_Task goal_: What you return should match every entry, character for character.
#####
//! NVDA and ZDSR controller clients loaded at run time

use std::ffi::OsStr;
use std::os::windows::ffi::OsStrExt;
use std::path::Path;

use tracing::{debug, info, warn};
use windows_sys::Win32::Foundation::{FreeLibrary, HMODULE};
use windows_sys::Win32::System::LibraryLoader::{GetProcAddress, LoadLibraryW};

use super::ScreenReader;

fn wide(s: &OsStr) -> Vec<u16> {
    s.encode_wide().chain(std::iter::once(0)).collect()
}

/// An owned module handle
struct Library(HMODULE);

// SAFETY: a module handle is a process-wide value, valid from any thread
unsafe impl Send for Library {}
unsafe impl Sync for Library {}

impl Library {
    fn load(path: &Path) -> Option<Self> {
        if !path.is_file() {
            debug!(path = %path.display(), "screen reader client not present");
            return None;
        }
        let name = wide(path.as_os_str());
        // SAFETY: `name` is a NUL-terminated UTF-16 string
        let handle = unsafe { LoadLibraryW(name.as_ptr()) };
        if handle.is_null() {
            warn!(path = %path.display(), "failed to load screen reader client");
            return None;
        }
        Some(Self(handle))
    }

    /// Look up an export and reinterpret it as `F`.
    ///
    /// SAFETY: `F` must be the export's real function pointer type and
    /// `name` must be NUL-terminated.
    unsafe fn symbol<F: Copy>(&self, name: &[u8]) -> Option<F> {
        let proc = GetProcAddress(self.0, name.as_ptr())?;
        Some(std::mem::transmute_copy(&proc))
    }
}

impl Drop for Library {
    fn drop(&mut self) {
        // SAFETY: the handle came from LoadLibraryW and is released once
        unsafe {
            FreeLibrary(self.0);
        }
    }
}

type NvdaTestIfRunning = unsafe extern "system" fn() -> i32;
type NvdaSpeakText = unsafe extern "system" fn(*const u16) -> i32;
type NvdaCancelSpeech = unsafe extern "system" fn() -> i32;

pub struct NvdaClient {
    test_if_running: NvdaTestIfRunning,
    speak_text: NvdaSpeakText,
    cancel_speech: NvdaCancelSpeech,
    _lib: Library,
}

impl NvdaClient {
    pub fn load(dir: &Path) -> Option<Self> {
        let lib = Library::load(&dir.join("nvdaControllerClient.dll"))?;
        // SAFETY: signatures from the NVDA controller client API
        let client = unsafe {
            Self {
                test_if_running: lib.symbol(b"nvdaController_testIfRunning\0")?,
                speak_text: lib.symbol(b"nvdaController_speakText\0")?,
                cancel_speech: lib.symbol(b"nvdaController_cancelSpeech\0")?,
                _lib: lib,
            }
        };
        info!("NVDA controller client loaded");
        Some(client)
    }
}

impl ScreenReader for NvdaClient {
    fn name(&self) -> &'static str {
        "nvda"
    }

    fn is_running(&self) -> bool {
        // SAFETY: no arguments
        unsafe { (self.test_if_running)() == 0 }
    }

    fn speak(&self, text: &str) {
        if !self.is_running() {
            debug!("NVDA not running, skipping speech");
            return;
        }
        let text = wide(OsStr::new(text));
        // SAFETY: NUL-terminated UTF-16 that outlives the call
        let code = unsafe { (self.speak_text)(text.as_ptr()) };
        if code != 0 {
            warn!(code, "NVDA speakText failed");
        }
    }

    fn cancel(&self) {
        if self.is_running() {
            // SAFETY: no arguments
            unsafe {
                (self.cancel_speech)();
            }
        }
    }
}

type ZdsrInitTts = unsafe extern "system" fn(i32, *const u16, bool) -> i32;
type ZdsrSpeak = unsafe extern "system" fn(*const u16, bool) -> i32;
type ZdsrStopSpeak = unsafe extern "system" fn();

pub struct ZdsrClient {
    speak: ZdsrSpeak,
    stop_speak: ZdsrStopSpeak,
    _lib: Library,
}

impl ZdsrClient {
    pub fn load(dir: &Path) -> Option<Self> {
        let file = if cfg!(target_pointer_width = "64") {
            "ZDSRAPI_x64.dll"
        } else {
            "ZDSRAPI.dll"
        };
        let lib = Library::load(&dir.join(file))?;

        // SAFETY: signatures from the ZDSR TTS API
        let (init, speak, stop_speak) = unsafe {
            (
                lib.symbol::<ZdsrInitTts>(b"InitTTS\0")?,
                lib.symbol::<ZdsrSpeak>(b"Speak\0")?,
                lib.symbol::<ZdsrStopSpeak>(b"StopSpeak\0")?,
            )
        };

        // screen reader channel, no channel name, interrupt on key down
        // SAFETY: a null channel name is allowed for the reader channel
        let code = unsafe { init(0, std::ptr::null(), true) };
        match code {
            0 => {
                info!("ZDSR TTS initialized");
                Some(Self {
                    speak,
                    stop_speak,
                    _lib: lib,
                })
            }
            1 => {
                warn!("ZDSR TTS version mismatch");
                None
            }
            code => {
                warn!(code, "ZDSR TTS initialization failed");
                None
            }
        }
    }
}

impl ScreenReader for ZdsrClient {
    fn name(&self) -> &'static str {
        "zdsr"
    }

    fn is_running(&self) -> bool {
        true
    }

    fn speak(&self, text: &str) {
        let text = wide(OsStr::new(text));
        // SAFETY: NUL-terminated UTF-16 that outlives the call
        match unsafe { (self.speak)(text.as_ptr(), true) } {
            0 => {}
            2 => debug!("ZDSR not running or not licensed"),
            code => warn!(code, "ZDSR speak failed"),
        }
    }

    fn cancel(&self) {
        // SAFETY: no arguments
        unsafe { (self.stop_speak)() }
    }
}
#####
_Task solution_:
//! NVDA and ZDSR controller clients loaded at run time

use std::ffi::OsStr;
use std::os::windows::ffi::OsStrExt;
use std::path::Path;

use tracing::{debug, info, warn};
use windows_sys::Win32::Foundation::{FreeLibrary, HMODULE};
use windows_sys::Win32::System::LibraryLoader::{GetProcAddress, LoadLibraryW};

use super::ScreenReader;

fn wide(s: &OsStr) -> Vec<u16> {
    s.encode_wide().chain(std::iter::once(0)).collect()
}

/// An owned module handle
struct Library(HMODULE);

// SAFETY: a module handle is a process-wide value, valid from any thread
unsafe impl Send for Library {}
unsafe impl Sync for Library {}

impl Library {
    fn load(path: &Path) -> Option<Self> {
        if !path.is_file() {
            debug!(path = %path.display(), "screen reader client not present");
            return None;
        }
        let name = wide(path.as_os_str());
        // SAFETY: `name` is a NUL-terminated UTF-16 string
        let handle = unsafe { LoadLibraryW(name.as_ptr()) };
        if handle.is_null() {
            warn!(path = %path.display(), "failed to load screen reader client");
            return None;
        }
        Some(Self(handle))
    }

    /// Look up an export and reinterpret it as `F`.
    ///
    /// SAFETY: `F` must be the export's real function pointer type and
    /// `name` must be NUL-terminated.
    unsafe fn symbol<F: Copy>(&self, name: &[u8]) -> Option<F> {
        let proc = GetProcAddress(self.0, name.as_ptr())?;
        Some(std::mem::transmute_copy(&proc))
    }
}

impl Drop for Library {
    fn drop(&mut self) {
        // SAFETY: the handle came from LoadLibraryW and is released once
        unsafe {
            FreeLibrary(self.0);
        }
    }
}

type NvdaTestIfRunning = unsafe extern "system" fn() -> i32;
type NvdaSpeakText = unsafe extern "system" fn(*const u16) -> i32;
type NvdaCancelSpeech = unsafe extern "system" fn() -> i32;

pub struct NvdaClient {
    test_if_running: NvdaTestIfRunning,
    speak_text: NvdaSpeakText,
    cancel_speech: NvdaCancelSpeech,
    _lib: Library,
}

impl NvdaClient {
    pub fn load(dir: &Path) -> Option<Self> {
        let lib = Library::load(&dir.join("nvdaControllerClient.dll"))?;
        // SAFETY: signatures from the NVDA controller client API
        let client = unsafe {
            Self {
                test_if_running: lib.symbol(b"nvdaController_testIfRunning\0")?,
                speak_text: lib.symbol(b"nvdaController_speakText\0")?,
                cancel_speech: lib.symbol(b"nvdaController_cancelSpeech\0")?,
                _lib: lib,
            }
        };
        info!("NVDA controller client loaded");
        Some(client)
    }
}

impl ScreenReader for NvdaClient {
    fn name(&self) -> &'static str {
        "nvda"
    }

    fn is_running(&self) -> bool {
        // SAFETY: no arguments
        unsafe { (self.test_if_running)() == 0 }
    }

    fn speak(&self, text: &str) {
        if !self.is_running() {
            debug!("NVDA not running, skipping speech");
            return;
        }
        let text = wide(OsStr::new(text));
        // SAFETY: NUL-terminated UTF-16 that outlives the call
        let code = unsafe { (self.speak_text)(text.as_ptr()) };
        if code != 0 {
            warn!(code, "NVDA speakText failed");
        }
    }

    fn cancel(&self) {
        if self.is_running() {
            // SAFETY: no arguments
            unsafe {
                (self.cancel_speech)();
            }
        }
    }
}

type ZdsrInitTts = unsafe extern "system" fn(i32, *const u16, bool) -> i32;
type ZdsrSpeak = unsafe extern "system" fn(*const u16, bool) -> i32;
type ZdsrStopSpeak = unsafe extern "system" fn();

pub struct ZdsrClient {
    speak: ZdsrSpeak,
    stop_speak: ZdsrStopSpeak,
    _lib: Library,
}

impl ZdsrClient {
    pub fn load(dir: &Path) -> Option<Self> {
        let file = if cfg!(target_pointer_width = "64") {
            "ZDSRAPI_x64.dll"
        } else {
            "ZDSRAPI.dll"
        };
        let lib = Library::load(&dir.join(file))?;

        // SAFETY: signatures from the ZDSR TTS API
        let (init, speak, stop_speak) = unsafe {
            (
                lib.symbol::<ZdsrInitTts>(b"InitTTS\0")?,
                lib.symbol::<ZdsrSpeak>(b"Speak\0")?,
                lib.symbol::<ZdsrStopSpeak>(b"StopSpeak\0")?,
            )
        };

        // screen reader channel, no channel name, interrupt on key down
        // SAFETY: a null channel name is allowed for the reader channel
        let code = unsafe { init(0, std::ptr::null(), true) };
        match code {
            0 => {
                info!("ZDSR TTS initialized");
                Some(Self {
                    speak,
                    stop_speak,
                    _lib: lib,
                })
            }
            1 => {
                warn!("ZDSR TTS version mismatch");
                None
            }
            code => {
                warn!(code, "ZDSR TTS initialization failed");
                None
            }
        }
    }
}

impl ScreenReader for ZdsrClient {
    fn name(&self) -> &'static str {
        "zdsr"
    }

    fn is_running(&self) -> bool {
        true
    }

    fn speak(&self, text: &str) {
        let text = wide(OsStr::new(text));
        // SAFETY: NUL-terminated UTF-16 that outlives the call
        match unsafe { (self.speak)(text.as_ptr(), true) } {
            0 => {}
            2 => debug!("ZDSR not running or not licensed"),
            code => warn!(code, "ZDSR speak failed"),
        }
    }

    fn cancel(&self) {
        // SAFETY: no arguments
        unsafe { (self.stop_speak)() }
    }
}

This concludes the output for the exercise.